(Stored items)

+-------+

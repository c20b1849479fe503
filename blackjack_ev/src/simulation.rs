use std::fmt;

use blackjack_ev_macros::allowed_phase;
use rand::{rngs::StdRng, Rng, SeedableRng};

use crate::{
    CardCount, DealerAction, Error, GameResult, PlayerAction, Rank, Rules, ScenarioResult, Score,
    Shoe, Solver, TraceSink,
};

#[derive(Debug, Clone, Copy, PartialEq, Eq)]
pub enum GamePhase {
    WaitForDeal,
    PlayerTurn,
}

impl fmt::Display for GamePhase {
    fn fmt(&self, f: &mut fmt::Formatter<'_>) -> fmt::Result {
        let text = match self {
            GamePhase::WaitForDeal => "waiting for a deal",
            GamePhase::PlayerTurn => "player's turn",
        };
        write!(f, "{}", text)
    }
}

/// How a finished round went, in units of the original stake.
#[derive(Debug, Clone, PartialEq)]
pub struct RoundSummary {
    pub player: CardCount,
    pub dealer: CardCount,
    pub result: GameResult,
    pub bet: f64,
    pub returned: f64,
}

impl RoundSummary {
    pub fn net(&self) -> f64 {
        self.returned - self.bet
    }
}

impl fmt::Display for RoundSummary {
    fn fmt(&self, f: &mut fmt::Formatter<'_>) -> fmt::Result {
        write!(
            f,
            "player {} ({}) vs dealer {} ({}): {}, net {:+}",
            self.player,
            Score::of(&self.player),
            self.dealer,
            Score::of(&self.dealer),
            self.result,
            self.net()
        )
    }
}

/// A single-seat table dealing real rounds from a depleting shoe.
///
/// The dealer takes one up card and no hole card, drawing the rest only when
/// the player stands or doubles. Finished hands go to the discard pile, which
/// is shuffled back in once the cut card comes out. The solver behind
/// `advise` and `explain` sees the same shoe and discard pile, so its advice
/// is exact for the situation on the table.
pub struct Table {
    rules: Rules,
    solver: Solver,
    rng: StdRng,

    // Game state
    current_game_phase: GamePhase,
    shoe: Shoe,
    discard: CardCount,
    player_hand: CardCount,
    dealer_hand: CardCount,
    bet: f64,

    bankroll: f64,
    rounds_played: u32,
}

impl Table {
    /// A table with a fresh shoe. `seed` makes the card order reproducible.
    pub fn new(rules: Rules, seed: Option<u64>) -> Result<Self, Error> {
        let shoe = Shoe::from_rules(&rules)?;
        Self::with_shoe(rules, shoe, seed)
    }

    /// A table continuing from an arbitrary shoe, e.g. a partially dealt one.
    pub fn with_shoe(rules: Rules, shoe: Shoe, seed: Option<u64>) -> Result<Self, Error> {
        let solver = Solver::new(rules)?;
        let rng = match seed {
            Some(seed) => StdRng::seed_from_u64(seed),
            None => StdRng::from_entropy(),
        };
        Ok(Self {
            rules,
            solver,
            rng,
            current_game_phase: GamePhase::WaitForDeal,
            shoe,
            discard: CardCount::empty(),
            player_hand: CardCount::empty(),
            dealer_hand: CardCount::empty(),
            bet: 0.0,
            bankroll: 0.0,
            rounds_played: 0,
        })
    }

    /// Deals two cards to the player and the up card to the dealer. A player
    /// blackjack is settled at once.
    #[allowed_phase(WaitForDeal)]
    pub fn deal(&mut self) -> Result<Option<RoundSummary>, Error> {
        // Rounds rarely revisit earlier shoe states.
        self.solver.clear();

        let mut dealt = Vec::with_capacity(3);
        for _ in 0..3 {
            match self.draw_card() {
                Some(rank) => dealt.push(rank),
                None => {
                    for rank in dealt {
                        self.shoe.add(rank);
                    }
                    return Err(Error::EmptyShoe);
                }
            }
        }
        self.player_hand = CardCount::from_ranks(&dealt[..2]);
        self.dealer_hand = CardCount::from_ranks(&dealt[2..]);
        self.bet = 1.0;
        self.current_game_phase = GamePhase::PlayerTurn;
        tracing::debug!(player = %self.player_hand, dealer = %self.dealer_hand, "dealt");

        if Score::of(&self.player_hand).blackjack() {
            return Ok(Some(self.dealer_plays_and_settle()));
        }
        Ok(None)
    }

    #[allowed_phase(PlayerTurn)]
    pub fn hit(&mut self) -> Result<Option<RoundSummary>, Error> {
        self.check_legal(PlayerAction::Hit)?;
        let rank = self.draw_card().ok_or(Error::EmptyShoe)?;
        self.player_hand.add_card(rank);

        if Score::of(&self.player_hand).bust() {
            return Ok(Some(self.settle()));
        }
        Ok(None)
    }

    #[allowed_phase(PlayerTurn)]
    pub fn stand(&mut self) -> Result<RoundSummary, Error> {
        Ok(self.dealer_plays_and_settle())
    }

    /// Doubles the bet, takes exactly one card and ends the player's turn.
    #[allowed_phase(PlayerTurn)]
    pub fn double(&mut self) -> Result<RoundSummary, Error> {
        self.check_legal(PlayerAction::Double)?;
        let rank = self.draw_card().ok_or(Error::EmptyShoe)?;
        self.player_hand.add_card(rank);
        self.bet *= 2.0;

        if Score::of(&self.player_hand).bust() {
            return Ok(self.settle());
        }
        Ok(self.dealer_plays_and_settle())
    }

    /// The exact best action for the hand on the table.
    #[allowed_phase(PlayerTurn)]
    pub fn advise(&mut self) -> Result<ScenarioResult, Error> {
        Ok(self
            .solver
            .decide(&self.shoe, &self.player_hand, &self.dealer_hand, &self.discard))
    }

    /// Like `advise`, narrating the whole search into `sink`.
    #[allowed_phase(PlayerTurn)]
    pub fn explain(&mut self, sink: &mut dyn TraceSink) -> Result<ScenarioResult, Error> {
        Ok(self.solver.decide_traced(
            &self.shoe,
            &self.player_hand,
            &self.dealer_hand,
            &self.discard,
            sink,
        ))
    }

    pub fn phase(&self) -> GamePhase {
        self.current_game_phase
    }

    pub fn rules(&self) -> &Rules {
        &self.rules
    }

    pub fn shoe(&self) -> &Shoe {
        &self.shoe
    }

    pub fn discard(&self) -> &CardCount {
        &self.discard
    }

    pub fn player_hand(&self) -> &CardCount {
        &self.player_hand
    }

    pub fn dealer_hand(&self) -> &CardCount {
        &self.dealer_hand
    }

    /// Net result of every round so far, in units of the original stake.
    pub fn bankroll(&self) -> f64 {
        self.bankroll
    }

    pub fn rounds_played(&self) -> u32 {
        self.rounds_played
    }

    fn check_legal(&self, action: PlayerAction) -> Result<(), Error> {
        let legal = match action {
            PlayerAction::Stand => self.rules.may_stand(&self.player_hand),
            PlayerAction::Hit => self.rules.may_hit(&self.player_hand),
            PlayerAction::Double => self.rules.may_double(&self.player_hand, false),
        };
        if legal {
            Ok(())
        } else {
            Err(Error::IllegalAction {
                action,
                hand: self.player_hand.to_string(),
            })
        }
    }

    /// Takes a random card, weighted by the counts left in the shoe. The
    /// discard pile is merged back first when the cut card is out. `None`
    /// when no card is left anywhere.
    fn draw_card(&mut self) -> Option<Rank> {
        if self.shoe.exhausted() && !self.discard.is_empty() {
            tracing::info!(
                discards = self.discard.get_total(),
                "cut card reached, reshuffling"
            );
            self.shoe.reshuffle(&mut self.discard);
        }
        let total = self.shoe.total();
        if total == 0 {
            return None;
        }

        let mut index = self.rng.gen_range(0..total);
        let mut drawn = None;
        for (rank, count) in self.shoe.cards().iter() {
            if index < count {
                drawn = Some(rank);
                break;
            }
            index -= count;
        }
        let rank = drawn?;
        self.shoe.remove(rank);
        Some(rank)
    }

    fn dealer_plays_and_settle(&mut self) -> RoundSummary {
        loop {
            let dealer_score = Score::of(&self.dealer_hand);
            if self.rules.dealer_action(dealer_score) == DealerAction::Stand {
                break;
            }
            match self.draw_card() {
                Some(rank) => self.dealer_hand.add_card(rank),
                // Nothing left to draw anywhere.
                None => break,
            }
        }
        self.settle()
    }

    fn settle(&mut self) -> RoundSummary {
        let result = self
            .rules
            .result_of(Score::of(&self.player_hand), Score::of(&self.dealer_hand));
        let summary = RoundSummary {
            player: std::mem::take(&mut self.player_hand),
            dealer: std::mem::take(&mut self.dealer_hand),
            result,
            bet: self.bet,
            returned: self.rules.payoff(result) * self.bet,
        };

        self.discard += &summary.player;
        self.discard += &summary.dealer;
        self.bankroll += summary.net();
        self.rounds_played += 1;
        self.bet = 0.0;
        self.current_game_phase = GamePhase::WaitForDeal;

        tracing::info!(
            round = self.rounds_played,
            %summary,
            bankroll = self.bankroll,
            "round finished"
        );
        summary
    }
}

#[cfg(test)]
mod tests {
    use super::*;

    fn cards_on_table(table: &Table) -> u16 {
        table.shoe().total()
            + table.discard().get_total()
            + table.player_hand().get_total()
            + table.dealer_hand().get_total()
    }

    #[test]
    fn test_allowed_phase() {
        let mut table = Table::new(Rules::default(), Some(7)).unwrap();
        assert_eq!(table.phase(), GamePhase::WaitForDeal);
        assert_eq!(
            table.hit(),
            Err(Error::WrongPhase {
                action: "hit",
                expected: GamePhase::PlayerTurn,
                actual: GamePhase::WaitForDeal,
            })
        );
        assert!(table.advise().is_err());

        if table.deal().unwrap().is_none() {
            assert_eq!(table.phase(), GamePhase::PlayerTurn);
            assert!(matches!(
                table.deal(),
                Err(Error::WrongPhase {
                    action: "deal",
                    ..
                })
            ));
            table.stand().unwrap();
        }
        assert_eq!(table.phase(), GamePhase::WaitForDeal);
    }

    #[test]
    fn same_seed_same_rounds() {
        let play = |seed| {
            let mut table = Table::new(Rules::default(), Some(seed)).unwrap();
            let mut summaries = Vec::new();
            for _ in 0..20 {
                if let Some(summary) = table.deal().unwrap() {
                    summaries.push(summary);
                    continue;
                }
                while table.phase() == GamePhase::PlayerTurn {
                    if Score::of(table.player_hand()).value() < 15 {
                        if let Some(summary) = table.hit().unwrap() {
                            summaries.push(summary);
                        }
                    } else {
                        summaries.push(table.stand().unwrap());
                    }
                }
            }
            summaries
        };
        assert_eq!(play(42), play(42));
    }

    #[test]
    fn cards_are_conserved_across_reshuffles() {
        let rules = Rules {
            cut_card_offset: 20,
            ..Default::default()
        };
        let mut table = Table::new(rules, Some(3)).unwrap();
        let mut bankroll = 0.0;
        for _ in 0..50 {
            let summary = match table.deal().unwrap() {
                Some(summary) => summary,
                None => {
                    assert_eq!(cards_on_table(&table), 52);
                    table.stand().unwrap()
                }
            };
            bankroll += summary.net();
            assert_eq!(cards_on_table(&table), 52);
        }
        assert_eq!(table.rounds_played(), 50);
        assert!((table.bankroll() - bankroll).abs() < 1e-12);
    }

    #[test]
    fn double_doubles_the_bet() {
        let mut table = Table::new(Rules::default(), Some(11)).unwrap();
        loop {
            if table.deal().unwrap().is_some() {
                continue;
            }
            let summary = table.double().unwrap();
            assert_eq!(summary.bet, 2.0);
            assert_eq!(summary.player.get_total(), 3);
            assert!(summary.returned == 0.0 || summary.returned == 2.0 || summary.returned == 4.0);
            break;
        }
    }

    #[test]
    fn double_respects_policy() {
        let rules = Rules {
            double_policy: crate::DoublePolicy::AnyTwo,
            ..Default::default()
        };
        let mut table = Table::new(rules, Some(5)).unwrap();
        loop {
            if table.deal().unwrap().is_some() {
                continue;
            }
            if table.hit().unwrap().is_some() {
                continue;
            }
            let hand = table.player_hand().to_string();
            assert_eq!(
                table.double(),
                Err(Error::IllegalAction {
                    action: PlayerAction::Double,
                    hand,
                })
            );
            assert_eq!(table.phase(), GamePhase::PlayerTurn);
            break;
        }
    }

    #[test]
    fn advice_matches_solver() {
        let rules = Rules::default();
        // Tracing skips the memo tables, so keep the shoe tiny.
        let shoe = Shoe::from_cards("TTT9875A".parse().unwrap(), 0).unwrap();
        let mut table = Table::with_shoe(rules, shoe, Some(9)).unwrap();
        while table.deal().unwrap().is_some() {}
        assert_eq!(cards_on_table(&table), 8);

        let advice = table.advise().unwrap();
        let mut solver = Solver::new(rules).unwrap();
        let expected = solver.decide(
            table.shoe(),
            table.player_hand(),
            table.dealer_hand(),
            table.discard(),
        );
        assert_eq!(advice, expected);

        let mut lines: Vec<String> = Vec::new();
        let explained = table.explain(&mut lines).unwrap();
        assert_eq!(explained, expected);
        assert!(!lines.is_empty());
    }
}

+-------+

* _TASK BRIEF_: Copy only the entries from the first line to the line with "impl fmt::Display for GamePhase", each exactly as it appears.

* _ANSWER SPACE_:
repository c20b1849479fe503
filename blackjack_ev/src/simulation.rs
use std::fmt;

use blackjack_ev_macros::allowed_phase;
use rand::{rngs::StdRng, Rng, SeedableRng};

use crate::{
    CardCount, DealerAction, Error, GameResult, PlayerAction, Rank, Rules, ScenarioResult, Score,
    Shoe, Solver, TraceSink,
};

#[derive(Debug, Clone, Copy, PartialEq, Eq)]
pub enum GamePhase {
    WaitForDeal,
    PlayerTurn,
}

impl fmt::Display for GamePhase {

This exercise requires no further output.